Posted on July 4, 2008

uncle-sam-hat-matted.JPGWhen Walter answered his phone, he was genial. “Whatever you need,” he told me casually. Walter was a congressman from North Carolina; he later coined the term freedom fries, then became the first Republican to change his mind about Iraq. This tells you a thing or two about Walter. My job was to ask semi-probing questions. I was a wire reporter for the Fayetteville Observer-Times, stationed in Washington—I’d never even been to North Carolina. My editor told me what to write, I was little more than his apple-cheeked mercenary. Military, tobacco, and the occasional soft piece were the usual items on my agenda.

I tried to pick my subjects wisely—or as shrewdly as a twenty-three year old could. I’d been pushing to write a story about the fifteen-or so folks in the state named after senator Jesse Helms. Helms was a modern political giant, loved by legions, hated by other legions, but nonetheless an historical figure. I sat in Foreign Relations hearings where Helms, the Tar Heel state’s senior senator, unfurled meaty adjectives at times when he could not abide. “Aw, that’s just plum baloney,” he’d say in his smoky mountain drawl. He tooled the marble halls of power in a sturdy, black, motorized Lark, though the Washington press corp kept this hush-hush, like Roosevelt in his wheelchair. Yes, there were better stories to chase, but I was enamored with Senator No.

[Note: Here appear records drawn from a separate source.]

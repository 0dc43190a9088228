//! End-to-end pipeline runs against a dry-run registry.

use std::io::Write;
use std::sync::Arc;

use adforge_models::{DegradationLevel, JobId, OptimizationGoal};
use adforge_router::{EngineRegistry, RouteResult, Router, RouterConfig};
use adforge_strategy::DecisionRequest;
use adforge_worker::{load_analysis, Pipeline, PipelineInput, PipelineOutcome, WorkerError};

const REGISTRY: &str = r#"{
    "version": 1,
    "engines": [{
        "id": "planner",
        "capabilities": {
            "max_resolution": {"width": 3840, "height": 2160},
            "max_duration_ms": 600000,
            "filters": true,
            "overlays": true,
            "transitions": true,
            "speed_change": true,
            "multi_audio": true,
            "audio_fades": true
        },
        "cost_tier": "low",
        "reliability": 0.9,
        "backend": {"kind": "dry_run"}
    }]
}"#;

fn analysis_json(video_id: &str, hook_score: f64, cta_strength: f64, proof: bool) -> String {
    serde_json::json!({
        "video_id": video_id,
        "source_uri": format!("file:///ads/{}.mp4", video_id),
        "duration_ms": 30000,
        "segments": [
            {"id": "s1", "type": "hook", "start_ms": 0, "end_ms": 3000,
             "pacing": 0.55, "clarity": 0.65, "attention": 0.8},
            {"id": "s2", "type": "problem", "start_ms": 3000, "end_ms": 8000,
             "pacing": 0.55, "clarity": 0.65, "attention": 0.7},
            {"id": "s3", "type": "solution", "start_ms": 8000, "end_ms": 16000,
             "pacing": 0.55, "clarity": 0.65, "attention": 0.65},
            {"id": "s4", "type": "benefit", "start_ms": 16000, "end_ms": 24000,
             "pacing": 0.55, "clarity": 0.65, "attention": 0.6},
            {"id": "s5", "type": "cta", "start_ms": 24000, "end_ms": 30000,
             "pacing": 0.55, "clarity": 0.65, "attention": 0.55}
        ],
        "scores": {
            "hook_score": hook_score,
            "cta_strength": cta_strength,
            "pacing_consistency": 0.85,
            "proof_present": proof
        }
    })
    .to_string()
}

fn write_analysis(dir: &tempfile::TempDir, name: &str, json: &str) -> std::path::PathBuf {
    let path = dir.path().join(name);
    let mut file = std::fs::File::create(&path).unwrap();
    file.write_all(json.as_bytes()).unwrap();
    path
}

fn pipeline() -> Pipeline {
    let registry = EngineRegistry::from_json_str(REGISTRY).unwrap();
    let router = Router::from_registry(registry, RouterConfig::default()).unwrap();
    Pipeline::new(Arc::new(router))
}

fn input(json: &str, goal: OptimizationGoal) -> PipelineInput {
    let dir = tempfile::tempdir().unwrap();
    let path = write_analysis(&dir, "analysis.json", json);
    let video = load_analysis(&path).unwrap();
    PipelineInput::new(video, DecisionRequest::new(goal))
}

#[tokio::test]
async fn test_weak_ad_is_routed_to_completion() {
    let input = input(&analysis_json("ad-weak", 40.0, 0.3, false), OptimizationGoal::Ctr);
    let outcome = pipeline().run(JobId::new(), input).await.unwrap();

    assert_eq!(outcome.kind(), "routed");
    assert_eq!(outcome.decision().kind(), "STRATEGIES");
    match outcome.route() {
        Some(RouteResult::Completed(done)) => {
            assert_eq!(done.engine_id, "planner");
            assert_eq!(done.degradation_level, DegradationLevel::Normal);
            assert!(done.output.uri.starts_with("dryrun://planner/"));
        }
        other => panic!("expected a completed render, got {:?}", other),
    }
}

#[tokio::test]
async fn test_healthy_ad_needs_no_action() {
    let input = input(
        &analysis_json("ad-healthy", 85.0, 0.8, true),
        OptimizationGoal::Retention,
    );
    let outcome = pipeline().run(JobId::new(), input).await.unwrap();
    assert!(matches!(outcome, PipelineOutcome::NoAction { .. }));
    assert!(outcome.route().is_none());
}

#[tokio::test]
async fn test_uncompilable_strategy_is_handed_back_as_bundle() {
    // Only proof is missing; the proof stack needs a testimonial card nobody supplied
    let input = input(
        &analysis_json("ad-no-proof", 85.0, 0.8, false),
        OptimizationGoal::Conversions,
    );
    let outcome = pipeline().run(JobId::new(), input).await.unwrap();

    let PipelineOutcome::Uncompilable {
        failures, route, ..
    } = &outcome
    else {
        panic!("expected an uncompilable outcome, got {}", outcome.kind());
    };
    assert!(!failures.is_empty());
    assert!(failures[0].reason.contains("testimonial_card"));

    let RouteResult::PartialSuccess(bundle) = route else {
        panic!("expected a partial-success bundle");
    };
    assert_eq!(bundle.degradation_level, DegradationLevel::PartialSuccess);
    assert!(bundle
        .original_plan
        .uncompilable_reason()
        .is_some_and(|r| r.contains("testimonial_card")));
    assert_eq!(bundle.analysis.as_ref().unwrap().video_id, "ad-no-proof");
    assert_eq!(
        bundle.strategy.as_ref().unwrap().id(),
        failures[0].strategy_id
    );
}

#[tokio::test]
async fn test_invalid_document_is_input_error() {
    let mut video = input(&analysis_json("ad-bad", 40.0, 0.3, false), OptimizationGoal::Ctr);
    video.video.video_id = String::new();

    let err = pipeline().run(JobId::new(), video).await.unwrap_err();
    assert!(err.is_input_error());
    assert!(matches!(err, WorkerError::Model(_)));
}

#[tokio::test]
async fn test_batch_keeps_input_order() {
    let jobs = vec![
        (
            JobId::from_string("weak"),
            input(&analysis_json("ad-weak", 40.0, 0.3, false), OptimizationGoal::Ctr),
        ),
        (
            JobId::from_string("healthy"),
            input(
                &analysis_json("ad-healthy", 85.0, 0.8, true),
                OptimizationGoal::Retention,
            ),
        ),
        (
            JobId::from_string("weak-2"),
            input(&analysis_json("ad-weak-2", 45.0, 0.35, false), OptimizationGoal::Ctr),
        ),
    ];

    let results = pipeline().run_batch(jobs).await;
    let kinds: Vec<&str> = results
        .iter()
        .map(|r| r.as_ref().unwrap().kind())
        .collect();
    assert_eq!(kinds, vec!["routed", "no_action", "routed"]);

    let job_ids: Vec<&str> = results
        .iter()
        .filter_map(|r| r.as_ref().unwrap().route())
        .map(|route| route.job().job_id.as_str())
        .collect();
    assert_eq!(job_ids, vec!["weak", "weak-2"]);
}

#[test]
fn test_sample_registry_parses() {
    let path = concat!(env!("CARGO_MANIFEST_DIR"), "/../../config/engines.json");
    let registry = EngineRegistry::from_file(path).unwrap();
    assert_eq!(registry.len(), 3);
    assert!(registry.get("local-ffmpeg").unwrap().available);
}
//! Engine-agnostic render plan produced by the compiler.
//!
//! A [`RenderPlan`] is immutable once produced. Degradation builds a new plan
//! rather than mutating the original, so the original stays available for
//! audit and export.

use schemars::JsonSchema;
use serde::{Deserialize, Serialize};
use std::fmt;

use crate::analysis::SegmentType;

/// Frame size in pixels.
#[derive(Debug, Clone, Copy, PartialEq, Eq, Hash, Serialize, Deserialize, JsonSchema)]
pub struct Resolution {
    pub width: u32,
    pub height: u32,
}

impl Resolution {
    pub const HD: Resolution = Resolution::new(1280, 720);
    pub const FULL_HD: Resolution = Resolution::new(1920, 1080);
    pub const FULL_HD_PORTRAIT: Resolution = Resolution::new(1080, 1920);
    pub const UHD_4K: Resolution = Resolution::new(3840, 2160);

    pub const fn new(width: u32, height: u32) -> Self {
        Self { width, height }
    }

    pub fn long_side(&self) -> u32 {
        self.width.max(self.height)
    }

    pub fn short_side(&self) -> u32 {
        self.width.min(self.height)
    }

    pub fn pixels(&self) -> u64 {
        self.width as u64 * self.height as u64
    }

    /// Whether this frame fits inside `limit` in either orientation.
    pub fn fits_within(&self, limit: Resolution) -> bool {
        self.long_side() <= limit.long_side() && self.short_side() <= limit.short_side()
    }

    /// Scale down (never up) so the frame fits inside `limit`, keeping the
    /// aspect ratio and even dimensions.
    pub fn capped_to(&self, limit: Resolution) -> Resolution {
        if self.fits_within(limit) {
            return *self;
        }
        let long_ratio = limit.long_side() as f64 / self.long_side().max(1) as f64;
        let short_ratio = limit.short_side() as f64 / self.short_side().max(1) as f64;
        let ratio = long_ratio.min(short_ratio);
        let even = |v: f64| ((v.round() as u32) / 2 * 2).max(2);
        Resolution::new(
            even(self.width as f64 * ratio),
            even(self.height as f64 * ratio),
        )
    }
}

impl fmt::Display for Resolution {
    fn fmt(&self, f: &mut fmt::Formatter<'_>) -> fmt::Result {
        write!(f, "{}x{}", self.width, self.height)
    }
}

/// Output container.
#[derive(Debug, Clone, Copy, PartialEq, Eq, Hash, Serialize, Deserialize, JsonSchema, Default)]
#[serde(rename_all = "lowercase")]
pub enum Container {
    #[default]
    Mp4,
    Mov,
    Webm,
}

impl Container {
    pub fn extension(&self) -> &'static str {
        match self {
            Container::Mp4 => "mp4",
            Container::Mov => "mov",
            Container::Webm => "webm",
        }
    }
}

/// Output format descriptor.
#[derive(Debug, Clone, PartialEq, Serialize, Deserialize, JsonSchema)]
pub struct OutputFormat {
    pub resolution: Resolution,
    pub fps: u32,
    pub bitrate_kbps: u32,
    #[serde(default)]
    pub container: Container,
}

impl Default for OutputFormat {
    fn default() -> Self {
        Self {
            resolution: Resolution::FULL_HD_PORTRAIT,
            fps: 30,
            bitrate_kbps: 8_000,
            container: Container::Mp4,
        }
    }
}

/// Per-entry video filter.
#[derive(Debug, Clone, Copy, PartialEq, Eq, Hash, Serialize, Deserialize, JsonSchema)]
#[serde(rename_all = "snake_case")]
pub enum VideoFilter {
    /// Slow push-in zoom
    PunchIn,
    /// Burned-in captions from the transcript
    Captions,
}

/// One segment placed on the output timeline.
///
/// `trim_start_ms`/`trim_end_ms` are absolute source timestamps of the kept
/// range. Placement is in output time.
#[derive(Debug, Clone, PartialEq, Serialize, Deserialize, JsonSchema)]
pub struct TimelineEntry {
    pub segment_id: String,
    pub segment_type: SegmentType,
    pub source_start_ms: u64,
    pub source_end_ms: u64,
    pub trim_start_ms: u64,
    pub trim_end_ms: u64,
    pub placement_start_ms: u64,
    /// Playback speed multiplier (1.0 = unchanged)
    pub speed: f64,
    #[serde(default, skip_serializing_if = "Vec::is_empty")]
    pub filters: Vec<VideoFilter>,
    /// Hard cut inside the entry (source time)
    #[serde(default, skip_serializing_if = "Option::is_none")]
    pub split_at_ms: Option<u64>,
}

impl TimelineEntry {
    /// Whether the trim range is inverted or empty.
    pub fn is_inverted(&self) -> bool {
        self.trim_end_ms <= self.trim_start_ms
    }

    /// Duration on the output timeline after trim and speed change.
    pub fn output_duration_ms(&self) -> u64 {
        if self.is_inverted() || self.speed <= 0.0 {
            return 0;
        }
        ((self.trim_end_ms - self.trim_start_ms) as f64 / self.speed).round() as u64
    }

    pub fn placement_end_ms(&self) -> u64 {
        self.placement_start_ms + self.output_duration_ms()
    }

    pub fn has_speed_change(&self) -> bool {
        (self.speed - 1.0).abs() > f64::EPSILON
    }
}

/// Asset overlaid on top of a timeline entry.
#[derive(Debug, Clone, PartialEq, Serialize, Deserialize, JsonSchema)]
pub struct Overlay {
    /// Asset reference supplied by the caller
    pub asset: String,
    pub segment_id: String,
    /// Output time range
    pub start_ms: u64,
    pub end_ms: u64,
}

#[derive(Debug, Clone, Copy, PartialEq, Eq, Hash, Serialize, Deserialize, JsonSchema)]
#[serde(rename_all = "snake_case")]
pub enum TransitionKind {
    Crossfade,
}

/// Transition between two consecutive entries.
#[derive(Debug, Clone, PartialEq, Serialize, Deserialize, JsonSchema)]
pub struct Transition {
    pub kind: TransitionKind,
    pub from_segment: String,
    pub to_segment: String,
    pub duration_ms: u64,
}

#[derive(Debug, Clone, Copy, PartialEq, Eq, Hash, Serialize, Deserialize, JsonSchema)]
#[serde(rename_all = "snake_case")]
pub enum AudioTrackKind {
    /// Audio embedded in the source video
    Source,
    /// Separate music stem
    Music,
}

/// Audio track mixed into the output.
#[derive(Debug, Clone, PartialEq, Serialize, Deserialize, JsonSchema)]
pub struct AudioTrack {
    pub id: String,
    pub kind: AudioTrackKind,
    pub source_uri: String,
    #[serde(default)]
    pub gain_db: f64,
    #[serde(default)]
    pub fade_in_ms: u64,
    #[serde(default)]
    pub fade_out_ms: u64,
}

impl AudioTrack {
    pub fn has_fades(&self) -> bool {
        self.fade_in_ms > 0 || self.fade_out_ms > 0
    }
}

/// Numeric validation computed after compilation.
#[derive(Debug, Clone, Default, PartialEq, Serialize, Deserialize, JsonSchema)]
pub struct Validation {
    pub total_duration_ms: u64,
    pub segment_count: usize,
    pub has_gaps: bool,
    pub has_overlaps: bool,
    #[serde(default, skip_serializing_if = "Vec::is_empty")]
    pub warnings: Vec<String>,
}

/// Whether a plan can be rendered.
#[derive(Debug, Clone, PartialEq, Eq, Serialize, Deserialize, JsonSchema)]
#[serde(tag = "status", rename_all = "snake_case")]
pub enum PlanStatus {
    Ready,
    Uncompilable { reason: String },
}

/// Fully numeric, engine-agnostic render plan.
#[derive(Debug, Clone, PartialEq, Serialize, Deserialize, JsonSchema)]
pub struct RenderPlan {
    pub plan_id: String,
    pub source_uri: String,
    /// Strategy the plan was compiled from
    #[serde(default, skip_serializing_if = "Option::is_none")]
    pub strategy_id: Option<String>,
    pub timeline: Vec<TimelineEntry>,
    #[serde(default)]
    pub overlays: Vec<Overlay>,
    #[serde(default)]
    pub transitions: Vec<Transition>,
    #[serde(default)]
    pub audio_tracks: Vec<AudioTrack>,
    pub output: OutputFormat,
    pub validation: Validation,
    pub status: PlanStatus,
    /// True for reduced-fidelity plans produced by degradation
    #[serde(default)]
    pub simplified: bool,
}

impl RenderPlan {
    pub fn is_ready(&self) -> bool {
        matches!(self.status, PlanStatus::Ready)
    }

    pub fn uncompilable_reason(&self) -> Option<&str> {
        match &self.status {
            PlanStatus::Ready => None,
            PlanStatus::Uncompilable { reason } => Some(reason),
        }
    }

    pub fn total_duration_ms(&self) -> u64 {
        self.validation.total_duration_ms
    }

    pub fn has_speed_changes(&self) -> bool {
        self.timeline.iter().any(TimelineEntry::has_speed_change)
    }

    pub fn has_filters(&self) -> bool {
        self.timeline
            .iter()
            .any(|e| !e.filters.is_empty() || e.split_at_ms.is_some())
    }

    pub fn has_audio_fades(&self) -> bool {
        self.audio_tracks.iter().any(AudioTrack::has_fades)
    }
}

#[cfg(test)]
mod tests {
    use super::*;

    #[test]
    fn test_resolution_fits_either_orientation() {
        assert!(Resolution::FULL_HD_PORTRAIT.fits_within(Resolution::FULL_HD));
        assert!(!Resolution::UHD_4K.fits_within(Resolution::FULL_HD));
    }

    #[test]
    fn test_resolution_cap_keeps_aspect() {
        let capped = Resolution::FULL_HD_PORTRAIT.capped_to(Resolution::HD);
        assert_eq!(capped, Resolution::new(720, 1280));

        let capped = Resolution::UHD_4K.capped_to(Resolution::HD);
        assert_eq!(capped, Resolution::new(1280, 720));

        // Never scales up
        let small = Resolution::new(640, 360);
        assert_eq!(small.capped_to(Resolution::HD), small);
    }

    #[test]
    fn test_output_duration_applies_speed() {
        let entry = TimelineEntry {
            segment_id: "s1".into(),
            segment_type: SegmentType::Filler,
            source_start_ms: 0,
            source_end_ms: 10_000,
            trim_start_ms: 1_000,
            trim_end_ms: 9_000,
            placement_start_ms: 500,
            speed: 2.0,
            filters: Vec::new(),
            split_at_ms: None,
        };
        assert_eq!(entry.output_duration_ms(), 4_000);
        assert_eq!(entry.placement_end_ms(), 4_500);
        assert!(entry.has_speed_change());
    }

    #[test]
    fn test_plan_status_wire_format() {
        let status = PlanStatus::Uncompilable {
            reason: "no cta".into(),
        };
        let json = serde_json::to_value(&status).unwrap();
        assert_eq!(json["status"], "uncompilable");
        assert_eq!(json["reason"], "no cta");
    }
}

I wanted to ask him probing questions about what he’d learned in his time in Washington, and what he hoped to do in his final years in office.

I filed numerous press requests while my editor laughed at me for trying. But I was determined to have supper with Jesse. It became my aim, my vision quest, my lonely crusade for historical journalism before moving onto baser assignments, of which there were always many. One morning, Ed said I was to interview the state’s congressional delegation about cum found on a blue dress. “See what Jesse has to say about that.”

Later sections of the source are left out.